Quinn laid the blanket on Fern’s lap and then, with fingers that looked as though they were handling a rare and precious piece of antiquity, he delved into the pouch and retrieved the baby wallaby. In seconds he had wrapped the tiny creature like a newborn infant so that it was lying on its back, its nose pointing up at Fern.
Fern had never met a man so gentle.
Quinn dripped a droplet of milk onto the inside of his wrist, checked it again and then lowered the bottle. The joey saw it coming. The tiny mouth opened in anticipation, the extended teat went down the little throat and he started to suck.
Fern stared down in amazement.
Her arms instinctively cradled her warm little bundle and she took the bottle from Quinn. Despite herself, her lips curved into a soft smile.
‘Jess does this all the time?’
‘We do this,’ Quinn grinned. ‘Now Jess has decided I’m trustworthy I get to share two-hourly feeds. You see why I’d like you to join the medical practice of Barega?’

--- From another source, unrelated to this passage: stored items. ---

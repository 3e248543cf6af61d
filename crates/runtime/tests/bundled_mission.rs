use battle_content::ContentFactory;
use battle_core::{BattleActionAction, BattleCompletionStatus, CutsceneId};
use battle_runtime::{BattleOrchestrator, BattleOrchestratorMode, BattleState, OrchestratorConfig};

const MAX_TICKS: usize = 20_000;

fn bundled_battle() -> BattleState {
    let mission = ContentFactory::bundled()
        .load_mission("bandit_ambush")
        .expect("bundled mission loads");
    BattleState::from(mission)
}

fn autoplay(seed: u64) -> BattleOrchestrator {
    BattleOrchestrator::builder()
        .config(OrchestratorConfig {
            autoplay_player: true,
            dice_seed: Some(seed),
            ..OrchestratorConfig::instant()
        })
        .build()
}

#[test]
fn introduction_plays_before_the_first_player_phase() {
    let mut orchestrator = autoplay(7);
    let mut state = bundled_battle();

    let mut ticks = 0;
    while orchestrator.mode() != BattleOrchestratorMode::CutscenePlayer {
        orchestrator.update(&mut state).unwrap();
        ticks += 1;
        assert!(ticks < 16, "introduction never started");
    }
    assert_eq!(state.mission.pending_cutscene, Some(CutsceneId::from("introduction")));
    assert_eq!(state.phase.turn_count, 1);
    assert_eq!(
        state.mission.resume_mode,
        Some(BattleOrchestratorMode::ComputerSquaddieSelector)
    );

    while orchestrator.mode() == BattleOrchestratorMode::CutscenePlayer {
        orchestrator.update(&mut state).unwrap();
    }
    assert_eq!(orchestrator.mode(), BattleOrchestratorMode::ComputerSquaddieSelector);
    assert!(state.mission.pending_cutscene.is_none());
}

#[test]
fn autoplayed_battle_runs_without_invariant_errors() {
    let mut orchestrator = autoplay(11);
    let mut state = bundled_battle();

    for _ in 0..MAX_TICKS {
        if state.has_battle_ended() {
            break;
        }
        orchestrator.update(&mut state).unwrap();
    }

    assert!(state.phase.turn_count >= 1);
    let animated = state.recorder.already_animated();
    assert!(!animated.is_empty());
    assert!(
        animated
            .iter()
            .filter(|action| matches!(action.action, BattleActionAction::ActionTemplate { .. }))
            .all(|action| action.squaddie_changes().is_some())
    );
    if state.has_battle_ended() {
        let closing = match state.mission.completion {
            BattleCompletionStatus::Victory => "victory",
            BattleCompletionStatus::Defeat => "defeat",
            BattleCompletionStatus::InProgress => panic!("ended battle still in progress"),
        };
        let trigger = state
            .mission
            .cutscene_triggers
            .iter()
            .find(|trigger| trigger.cutscene_id == CutsceneId::from(closing))
            .expect("closing trigger");
        assert!(trigger.already_reacted);
    }
}
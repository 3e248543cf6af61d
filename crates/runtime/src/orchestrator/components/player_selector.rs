use battle_core::{DecisionAction, SquaddieAffiliation};

use crate::error::Result;
use crate::input::{KeyEvent, MouseButton, MouseEvent, MouseEventKind};
use crate::message_board::BattleMessage;
use crate::orchestrator::{
    BattleOrchestratorMode, OrchestratorComponent, OrchestratorContext, RecommendedStateChanges,
    UiControlSettings,
};
use crate::state::BattleState;

/// Lets the player pick a squaddie and an action for it.
///
/// Clicking a player squaddie locks it; clicking anyone else only peeks.
/// Clicking an empty tile with a squaddie locked moves there.
#[derive(Debug, Default)]
pub struct PlayerSquaddieSelector;

impl PlayerSquaddieSelector {
    fn select_action(
        &self,
        state: &mut BattleState,
        context: &mut OrchestratorContext<'_>,
        index: usize,
    ) -> Result<()> {
        let Some(actor) = state.decision_step.actor().cloned() else {
            return Ok(());
        };
        let (template, _) = state.repository.get_squaddie_by_battle_id(&actor)?;
        let Some(action_template_id) = template.action_template_ids.get(index).cloned() else {
            return Ok(());
        };
        let action_template = state.repository.get_action_template_by_id(&action_template_id)?;

        let message = match state.map.location_of(&actor) {
            Some(target_coordinate) if action_template.targets_only_self() => {
                BattleMessage::PlayerSelectsActionWithKnownTargets {
                    action_template_id,
                    target_coordinate,
                }
            }
            _ => BattleMessage::PlayerSelectsActionThatRequiresATarget { action_template_id },
        };
        context.message_board.send_message(state, message)
    }
}

impl OrchestratorComponent for PlayerSquaddieSelector {
    fn name(&self) -> &'static str {
        "PlayerSquaddieSelector"
    }

    fn update(&mut self, state: &mut BattleState, context: &mut OrchestratorContext<'_>) -> Result<()> {
        if !state.decision_step.is_actor_set()
            && !state.squaddies_ready_to_act(SquaddieAffiliation::Player).is_empty()
        {
            context
                .message_board
                .send_message(state, BattleMessage::SelectAndLockNextSquaddie)?;
        }
        Ok(())
    }

    fn ui_control_settings(&self, _state: &BattleState) -> UiControlSettings {
        UiControlSettings::new(true, true)
    }

    fn mouse_event_happened(
        &mut self,
        state: &mut BattleState,
        event: MouseEvent,
        context: &mut OrchestratorContext<'_>,
    ) -> Result<()> {
        if event.is_release_of(MouseButton::Cancel) {
            return context
                .message_board
                .send_message(state, BattleMessage::PlayerCancelsSquaddieSelection);
        }
        let Some(coordinate) = event.coordinate else {
            return Ok(());
        };
        let occupant = state.map.squaddie_at(&coordinate).cloned();

        if event.kind == MouseEventKind::Move {
            return context.message_board.send_message(
                state,
                BattleMessage::PlayerPeeksAtSquaddie {
                    battle_squaddie_id: occupant,
                },
            );
        }
        if !event.is_release_of(MouseButton::Accept) {
            return Ok(());
        }

        let message = match occupant {
            Some(battle_squaddie_id)
                if state.repository.affiliation_of(&battle_squaddie_id)?
                    == SquaddieAffiliation::Player =>
            {
                BattleMessage::PlayerSelectsAndLocksSquaddie { battle_squaddie_id }
            }
            Some(battle_squaddie_id) => BattleMessage::PlayerPeeksAtSquaddie {
                battle_squaddie_id: Some(battle_squaddie_id),
            },
            None if state.decision_step.is_actor_set() => {
                BattleMessage::PlayerMovesSquaddie { destination: coordinate }
            }
            None => return Ok(()),
        };
        context.message_board.send_message(state, message)
    }

    fn key_event_happened(
        &mut self,
        state: &mut BattleState,
        event: KeyEvent,
        context: &mut OrchestratorContext<'_>,
    ) -> Result<()> {
        match event {
            KeyEvent::NextSquaddie => context
                .message_board
                .send_message(state, BattleMessage::SelectAndLockNextSquaddie),
            KeyEvent::SelectAction(index) => self.select_action(state, context, index),
            KeyEvent::EndTurn if state.decision_step.is_actor_set() => context
                .message_board
                .send_message(state, BattleMessage::PlayerEndsTurn),
            KeyEvent::Cancel => context
                .message_board
                .send_message(state, BattleMessage::PlayerCancelsSquaddieSelection),
            KeyEvent::EndTurn | KeyEvent::Accept => Ok(()),
        }
    }

    fn has_completed(&self, state: &BattleState) -> bool {
        state.decision_step.is_action_set()
            || state.squaddies_ready_to_act(SquaddieAffiliation::Player).is_empty()
    }

    fn recommend_state_changes(&self, state: &BattleState) -> RecommendedStateChanges {
        let step = &state.decision_step;
        let next_mode = match step.action() {
            None => BattleOrchestratorMode::PhaseController,
            Some(DecisionAction::EndTurn | DecisionAction::Movement) => {
                BattleOrchestratorMode::PlayerHudController
            }
            Some(DecisionAction::ActionTemplate(_)) if step.is_target_confirmed() => {
                BattleOrchestratorMode::PlayerHudController
            }
            Some(DecisionAction::ActionTemplate(_)) if step.is_target_considered() => {
                BattleOrchestratorMode::PlayerActionConfirm
            }
            Some(DecisionAction::ActionTemplate(_)) => BattleOrchestratorMode::PlayerSquaddieTarget,
        };
        RecommendedStateChanges::next(next_mode).with_display_map(true)
    }
}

Fern shook her head but her attention was all on the tiny mouth and those huge, trusting eyes, watching her…
‘I’ve never seen a wallaby so tiny…’
‘He isn’t due to leave the pouch for months yet,’ Quinn told her, turning back to the bacon. ‘Toast?’
‘Oh…Yes…’
‘Mind, it’s too early to say whether he ever will.’ Quinn held a piece of bacon up with tongs. ‘Will this do or do you like it crisp?’
‘Whatever…’ Fern had more on her mind than bacon.
‘Crisp, then,’ Quinn said definitely. ‘There’s nothing worse than soggy bacon, in my book.’
‘Why may he never leave the pouch?’ Fern asked cautiously. The soft warm bundle in her arms, Fern’s lack of sleep and the smells wafting round the kitchen were causing her mind almost to be disembodied. She felt as if she was floating slightly above where her body was sitting.
‘They’re deuced hard to raise,’ Quinn told her. ‘Even now we’re not out of the woods with this one. Jess carried the joey round in a pouch against her body for the first couple of weeks after we found him. The stress of being away from the movement and smell of the mother kills them quicker than anything else does. I couldn’t believe the trouble she went to. The joey even went to bed with her. Then we tried one antibiotic after another to get rid of the infection in the lung-it’s not completely clear yet-and we had an impossible time finding a formula that’d suit.’
‘We…’
Quinn grinned. ‘Well, it’s hard to stay completely divorced from proceedings. I use Jess for anything from holding a stroppy kid down while I check an ear to giving an anaesthetic in an emergency, and she responds by dabbling in my pharmacy cupboard as well as hers. In a restricted place like this there’s no such thing as total separation of animal medicine and people medicine.’